This isn't a minor thing: According to IDC, the market for AFAs grew to $1.4 billion in the first quarter of 2017, up 75 percent from the previous year. The market for hybrid arrays—arrays that combine flash with hard disk drives—was at $2 billion for the same quarter.
While the main drawback to flash is high cost, that clearly hasn't stopped enterprises from adopting all-flash arrays. This is helped by the fact that flash prices have been rapidly dropping while flash storage density has been increasing, with more vendors moving to technologies that can store three or more bits per cell.
At the present price, the future of AFAs looks bright.
That doesn't mean cost isn't a consideration. According to IDC, raw flash currently costs 43 cents per gigabyte while 15,000 rpm enterprise-class disks cost 23 cents per gigabyte. A 7,500 rpm drive costs even less. However, AFA manufacturers compensate for the cost by leveraging data reduction technologies like compression and deduplication on the fly, giving flash much higher effective capacity than hard disks while keeping high performance. As a result, the effective cost of flash approaches that of conventional hard disk drive arrays and, according to some vendors, is actually less in terms of total cost of ownership. But cost comparisons of flash vs. hard disks are complex and many companies remain skeptical. What is clear is that the market continues to grow rapidly as companies see the benefits of flash versus the perceived expense.
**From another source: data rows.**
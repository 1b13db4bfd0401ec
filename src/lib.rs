pub mod config;
pub mod digest;
pub mod error;
pub mod fetcher;
pub mod notifier;
pub mod report;


pub use config::{DeliveryConfig, DigestConfig, ProviderConfig, SmtpConfig};
pub use digest::HyperDigest;
pub use error::DigestError;
pub use fetcher::hyperliquid::HyperliquidProvider;
pub use notifier::{DigestMailer, SmtpMailer};
pub use report::ReportFormat;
As the all-flash array market has expanded, it has also differentiated itself, as vendors look for the most compelling value adds. The differences they highlight are not so much capacity and speed, because those are table stakes for flash. Some arrays are designed to be as easy to manage as possible, with most management tasks being taken care of automatically. Other arrays emphasize flexibility, giving the owner the maximum amount of control and the ability to use the arrays in almost any kind of configuration and environment. In general, AFAs will suit most common workloads, such as databases or virtual desktop architecture, and most major vendors offer several lines of flash products optimized for different levels of performance and capacity.
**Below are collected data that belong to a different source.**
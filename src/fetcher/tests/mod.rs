use anyhow::Result;
use tracing::info;

use super::fetch_snapshot;
use super::hyperliquid::{decode_spot_balances, decode_user_state, HyperliquidProvider};
use super::traits::AccountProvider;
use super::types::{BalanceEntry, Side, WalletAddress};
use crate::config::ProviderConfig;
use crate::error::DigestError;
use crate::test_support::{
    closed_port, dec, init_logging, sample_snapshot, serve_once, wallet, FakeProvider, SpotOutcome,
};

fn local_provider(base_url: String) -> HyperliquidProvider {
    HyperliquidProvider::new(&ProviderConfig {
        base_url: Some(base_url),
        timeout_ms: 2_000,
        ..Default::default()
    })
    .unwrap()
}

const USER_STATE: &str = r#"{
    "marginSummary": {"accountValue": "1000.005", "totalNtlPos": "9000.0", "totalRawUsd": "1000.0", "totalMarginUsed": "10.0"},
    "crossMarginSummary": {"accountValue": "1000.005", "totalMarginUsed": "10.0"},
    "withdrawable": "500.0",
    "assetPositions": [
        {"type": "oneWay", "position": {
            "coin": "BTC", "szi": "1.5", "entryPx": "6000.0", "positionValue": "9000.0",
            "unrealizedPnl": "-50.0", "returnOnEquity": "-0.5", "liquidationPx": "8000.0",
            "marginUsed": "100.0", "leverage": {"type": "cross", "value": 10}
        }},
        {"type": "oneWay", "position": {
            "coin": "ETH", "szi": "-0.25", "positionValue": "700.0", "unrealizedPnl": "12.5",
            "liquidationPx": null, "marginUsed": "70.0", "leverage": {"value": 3}
        }}
    ],
    "time": 1760000000000
}"#;

#[test]
fn decodes_user_state() -> Result<()> {
    let snapshot = decode_user_state(USER_STATE)?;

    assert_eq!(snapshot.account_value, dec("1000.005"));
    assert_eq!(snapshot.withdrawable, dec("500"));
    assert_eq!(snapshot.total_margin_used, dec("10"));
    assert_eq!(snapshot.positions.len(), 2);

    let btc = &snapshot.positions[0];
    assert_eq!(btc.coin, "BTC");
    assert_eq!(btc.side(), Side::Long);
    assert_eq!(btc.leverage_type.as_deref(), Some("cross"));
    assert_eq!(btc.leverage_value, Some(dec("10")));
    assert_eq!(btc.liquidation_price, Some(dec("8000")));

    let eth = &snapshot.positions[1];
    assert_eq!(eth.side(), Side::Short);
    assert_eq!(eth.leverage_type, None);
    assert_eq!(eth.leverage_value, Some(dec("3")));
    assert_eq!(eth.liquidation_price, None);
    assert!(snapshot.spot_balances.is_empty());
    Ok(())
}

#[test]
fn missing_nested_fields_read_as_zero() -> Result<()> {
    let snapshot = decode_user_state(r#"{"assetPositions": [{"position": {"coin": "SOL"}}, {"type": "oneWay"}]}"#)?;

    assert_eq!(snapshot.account_value, dec("0"));
    assert_eq!(snapshot.withdrawable, dec("0"));
    assert_eq!(snapshot.total_margin_used, dec("0"));
    assert_eq!(snapshot.positions.len(), 1);
    assert_eq!(snapshot.positions[0].side(), Side::Flat);
    assert_eq!(snapshot.positions[0].leverage_value, None);
    Ok(())
}

#[test]
fn malformed_numbers_are_provider_errors() {
    let err = decode_user_state(r#"{"withdrawable": "lots"}"#).unwrap_err();
    assert!(matches!(err, DigestError::Provider(_)));

    let err = decode_user_state("<html>bad gateway</html>").unwrap_err();
    assert!(matches!(err, DigestError::Provider(_)));
}

#[test]
fn decodes_spot_balances_with_aliases() -> Result<()> {
    let body = r#"{"balances": [
        {"coin": "USDC", "token": 0, "hold": "0.0", "total": "0.0", "entryNtl": "0.0"},
        {"coin": "HYPE", "token": 150, "hold": "0.0", "total": "12.75", "entryNtl": "300.0"},
        {"asset": "PURR", "balance": 4000},
        {"name": "JEFF", "amount": "1e2"},
        {"coin": "NOAMOUNT"},
        {"total": "5.0"},
        {"coin": "GARBAGE", "total": "n/a"}
    ]}"#;

    let balances = decode_spot_balances(body)?;
    assert_eq!(
        balances,
        vec![
            BalanceEntry { asset: "HYPE".to_string(), amount: dec("12.75") },
            BalanceEntry { asset: "PURR".to_string(), amount: dec("4000") },
            BalanceEntry { asset: "JEFF".to_string(), amount: dec("100") },
        ]
    );
    Ok(())
}

#[test]
fn spot_response_without_balance_list_is_empty() -> Result<()> {
    assert!(decode_spot_balances(r#"{"balances": null}"#)?.is_empty());
    assert!(decode_spot_balances(r#"{}"#)?.is_empty());
    Ok(())
}

#[test]
fn wallet_address_is_validated_and_normalized() {
    let parsed = WalletAddress::parse(" 0xAbCdEf0123456789abcdef0123456789ABCDEF01 ").unwrap();
    assert_eq!(parsed.to_string(), "0xabcdef0123456789abcdef0123456789abcdef01");

    let bare = WalletAddress::parse("abcdef0123456789abcdef0123456789abcdef01").unwrap();
    assert_eq!(bare, parsed);

    assert!(matches!(WalletAddress::parse("0x1234"), Err(DigestError::Config(_))));
    assert!(matches!(
        WalletAddress::parse("0xzzcdef0123456789abcdef0123456789abcdef01"),
        Err(DigestError::Config(_))
    ));
}

#[test]
fn provider_targets_selected_network() -> Result<()> {
    let mainnet = HyperliquidProvider::new(&ProviderConfig::default())?;
    assert_eq!(mainnet.info_url(), "https://api.hyperliquid.xyz/info");

    let testnet = HyperliquidProvider::new(&ProviderConfig { testnet: true, ..Default::default() })?;
    assert_eq!(testnet.info_url(), "https://api.hyperliquid-testnet.xyz/info");

    let local = local_provider("http://127.0.0.1:3001/".to_string());
    assert_eq!(local.info_url(), "http://127.0.0.1:3001/info");
    Ok(())
}

#[tokio::test]
async fn provider_reads_user_state_over_http() -> Result<()> {
    init_logging();
    let provider = local_provider(serve_once("200 OK", USER_STATE).await);

    let snapshot = provider.user_state(&wallet()).await?;
    assert_eq!(snapshot.account_value, dec("1000.005"));
    assert_eq!(snapshot.positions.len(), 2);
    Ok(())
}

#[tokio::test]
async fn server_error_status_is_provider_error() {
    init_logging();
    let provider = local_provider(serve_once("500 Internal Server Error", r#"{"error":"boom"}"#).await);

    match provider.user_state(&wallet()).await {
        Err(DigestError::Provider(msg)) => assert!(msg.contains("500")),
        other => panic!("expected provider error, got {:?}", other),
    }
}

#[tokio::test]
async fn unreachable_endpoint_is_provider_error() {
    let provider = local_provider(format!("http://127.0.0.1:{}", closed_port().await));

    let result = provider.user_state(&wallet()).await;
    assert!(matches!(result, Err(DigestError::Provider(_))));
}

#[tokio::test]
async fn unreachable_spot_endpoint_degrades_to_empty() -> Result<()> {
    init_logging();
    // the local endpoint answers the perp-state request only
    let provider = local_provider(serve_once("200 OK", USER_STATE).await);

    let snapshot = fetch_snapshot(&provider, &wallet()).await?;
    assert_eq!(snapshot.positions.len(), 2);
    assert!(snapshot.spot_balances.is_empty());
    Ok(())
}

#[tokio::test]
async fn snapshot_includes_spot_balances() -> Result<()> {
    init_logging();
    let provider = FakeProvider::serving(sample_snapshot());

    let snapshot = fetch_snapshot(&provider, &wallet()).await?;
    info!(positions = snapshot.positions.len(), "snapshot fetched");

    assert_eq!(snapshot, sample_snapshot());
    Ok(())
}

#[tokio::test]
async fn spot_provider_failure_degrades_to_empty() -> Result<()> {
    init_logging();
    let mut provider = FakeProvider::serving(sample_snapshot());
    provider.spot = SpotOutcome::ProviderFailure;

    let snapshot = fetch_snapshot(&provider, &wallet()).await?;
    assert!(snapshot.spot_balances.is_empty());
    assert_eq!(snapshot.positions.len(), 1);
    Ok(())
}

#[tokio::test]
async fn other_spot_errors_still_propagate() {
    let mut provider = FakeProvider::serving(sample_snapshot());
    provider.spot = SpotOutcome::ConfigFailure;

    let result = fetch_snapshot(&provider, &wallet()).await;
    assert!(matches!(result, Err(DigestError::Config(_))));
}

#[tokio::test]
async fn user_state_failure_is_fatal() {
    let provider = FakeProvider { snapshot: None, spot: SpotOutcome::Balances(Vec::new()) };

    let result = fetch_snapshot(&provider, &wallet()).await;
    assert!(matches!(result, Err(DigestError::Provider(_))));
}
The result has been an entire ecology of AFAs targeting customer requirements, with a broad selection of capacity and capability.
Hybrid arrays, which consist of about 10 percent flash and 90 percent hard drive capacity, are currently the main competition for AFAs as primary storage. This hybrid-flash market currently outsells AFAs by offering near-flash speed at a lower cost. But it's the "near" that makes AFAs the storage solution of choice when speed is paramount. And the AFA market is growing more rapidly than the hybrid market.
The nature of flash of any sort is quite different from that of hard disk storage. This results in a laundry list of advantages for flash and a few disadvantages.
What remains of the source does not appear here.